In spite of the owners' efforts to reduce silk weaving to a series of simple tasks that could be performed by unskilled workers, many operations involved a high proportion of hand work that depended on the skill of the individual worker. In testimony submitted to a Congressional committee, a silk manufacturer from Connecticut reported:
The hands of the silk worker are one of his most important assets. . . . Machinery does not do away with the use of hands in silk manufacture. The hands still remain, and will always remain, in my opinion, a very important factor in the operation. A man with clumsy, awkward hands handling silk warp is a very different factor from the man whose grandfather before him handled the silk fabric.²
Conflict between labor and management was common in Paterson's silk industry. Between 1881 and 1900 there were nearly 140 strikes. Many silk workers came from countries with long traditions of commitment to the working class and willingness to confront management to improve working conditions. Although they did not form permanent unions, they organized effectively at the factory level to defend themselves against changes in traditional work practices, to resist wage reductions in hard times, and to demand raises when sales were up. In most early strikes the workers enjoyed support throughout the community. It was the workers who elected the city officials and who were friends or relatives of the police, customers of the merchants, and members of the churches.
By the first decade of the 20th century, practically every broad-silk and ribbon-silk mill had one or more labor organizations. A 1911 government survey of the silk industry credited organized labor in Paterson with achieving the 55-hour week and delaying the introduction of the four-loom system that was already common in new mills elsewhere in the country.
Beginning in the 1880s, Paterson's owners began moving some of their operations to Pennsylvania, in part to avoid labor disputes. Reacting to increased competition, they tried to change work rules that had been accepted for a generation. They used differences of gender, ethnicity, skill, and ideology to keep workers divided. An enlarged and strengthened police force began to see labor protest as a threat to established society. Violence, discrimination against Italians and other recent immigrants, and repression of radicals increased. By 1913, the old ways of settling disputes between the workers and the owners were no longer working.
Questions for Reading 1
1. What were the major steps in silk production? Why would the mill owners want to break the process down into so many separate steps? How might that have affected the workers?
2. How would you describe working conditions in the silk industry? In what ways was working in a silk mill better than working in other industries?
3. What did the workers hope to gain from their frequent strikes?

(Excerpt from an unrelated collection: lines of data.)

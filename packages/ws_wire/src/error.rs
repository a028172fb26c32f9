use std::fmt;
use std::io;

/// Errors raised while negotiating or speaking the WebSocket protocol.
///
/// Everything except the two handshake variants is local to a single
/// connection: the owner of the stream drops it and nobody else is told.
#[derive(Debug, thiserror::Error)]
pub enum WsError {
    #[error("missing Sec-WebSocket-Key header")]
    MissingHandshakeKey,

    #[error("transport does not support raw upgrade")]
    UpgradeUnsupported,

    #[error("protocol violation: {0}")]
    ProtocolViolation(Violation),

    #[error("stream read failed: {0}")]
    StreamReadFailure(#[source] io::Error),

    #[error("stream write failed: {0}")]
    StreamWriteFailure(#[source] io::Error),
}

impl WsError {
    /// Stable snake_case code used in logs and metrics.
    pub fn error_code(&self) -> &'static str {
        match self {
            Self::MissingHandshakeKey => "missing_handshake_key",
            Self::UpgradeUnsupported => "upgrade_unsupported",
            Self::ProtocolViolation(_) => "protocol_violation",
            Self::StreamReadFailure(_) => "stream_read_failure",
            Self::StreamWriteFailure(_) => "stream_write_failure",
        }
    }

    /// True for failures caused by the peer before any upgrade took place.
    pub fn is_client_error(&self) -> bool {
        matches!(self, Self::MissingHandshakeKey)
    }

    /// True when the peer simply went away (EOF before a frame started, reset).
    pub fn is_disconnect(&self) -> bool {
        match self {
            Self::StreamReadFailure(e) | Self::StreamWriteFailure(e) => matches!(
                e.kind(),
                io::ErrorKind::UnexpectedEof
                    | io::ErrorKind::ConnectionReset
                    | io::ErrorKind::ConnectionAborted
                    | io::ErrorKind::BrokenPipe
            ),
            _ => false,
        }
    }
}

impl From<Violation> for WsError {
    fn from(v: Violation) -> Self {
        WsError::ProtocolViolation(v)
    }
}

/// What exactly a peer did wrong on the wire.
#[derive(Debug, Clone, Copy, PartialEq, Eq)]
pub enum Violation {
    /// Length marker 126 or 127; extended lengths are not supported.
    ExtendedLength(u8),
    /// Opcode in one of the reserved ranges.
    ReservedOpcode(u8),
    /// Client frame without the mask bit.
    Unmasked,
    /// Anything other than a single terminal text frame.
    UnsupportedFrame { fin: bool, opcode: u8 },
    /// Text payload is not UTF-8.
    InvalidUtf8,
}

impl fmt::Display for Violation {
    fn fmt(&self, f: &mut fmt::Formatter<'_>) -> fmt::Result {
        match self {
            Violation::ExtendedLength(marker) => {
                write!(f, "extended payload length marker {} not supported", marker)
            }
            Violation::ReservedOpcode(op) => write!(f, "reserved opcode {:#x}", op),
            Violation::Unmasked => write!(f, "client frame is not masked"),
            Violation::UnsupportedFrame { fin, opcode } => {
                write!(f, "unsupported frame (fin: {}, opcode: {:#x})", fin, opcode)
            }
            Violation::InvalidUtf8 => write!(f, "text payload is not valid UTF-8"),
        }
    }
}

Reading 1 was adapted from John A. Herbst and Catherine Keene, Life and Times in Silk City (Haledon, NJ: The American Labor Museum, 1984); Philip Scranton, ed., Silk City, Studies on the Paterson Silk Industry, 1860-1940 (Newark: New Jersey Historical Society, 1985); U.S. Senate, Report on Condition of Woman and Child Wage-Earners in the United States, Vol. IV: The Silk Industry (Washington, Government Printing Office, 1911); National Industrial Conference Board, Hours of Work as Related to Output and Health of Workers: Silk Manufacturing, Research Report No. 16 (Boston, Mass.: 1919); and James Sheire, "Pietro Botto House" (Passaic County, NJ) National Historic Landmark Documentation, Washington, D.C.: U.S. Department of the Interior, National Park Service, 1982.
¹ Fabrics 12" or more in width were classified as broad silk, used primarily for clothing and home decoration. Fabrics under 12" wide were classed as ribbon goods and were used for trim in hats, clothing, and decorating.
² National Industrial Conference Board, Hours of Work as Related to Output and Health in Workers: Silk Manufacturing, Research Report No. 16 (Boston, MA: 1919), 20.
Determining the Facts
Reading 2: Strike!
On January 27, 1913, 800 broad silk weavers walked off the job at the Henry Doherty plant, one of Paterson's largest and most modern silk mills. Their grievance centered on Doherty's extension of the four-loom system in broad silk throughout the mill. Doherty's new looms were equipped with automatic controls that stopped the machinery whenever a thread broke. This technological improvement made it possible for one weaver to tend three or four looms, instead of the customary two. Claiming competition from low wage silk mills in Pennsylvania and the South, Doherty said he had turned to the four-loom system to increase productivity and thus save jobs. He refused to discontinue the system for which he invested a great deal of money.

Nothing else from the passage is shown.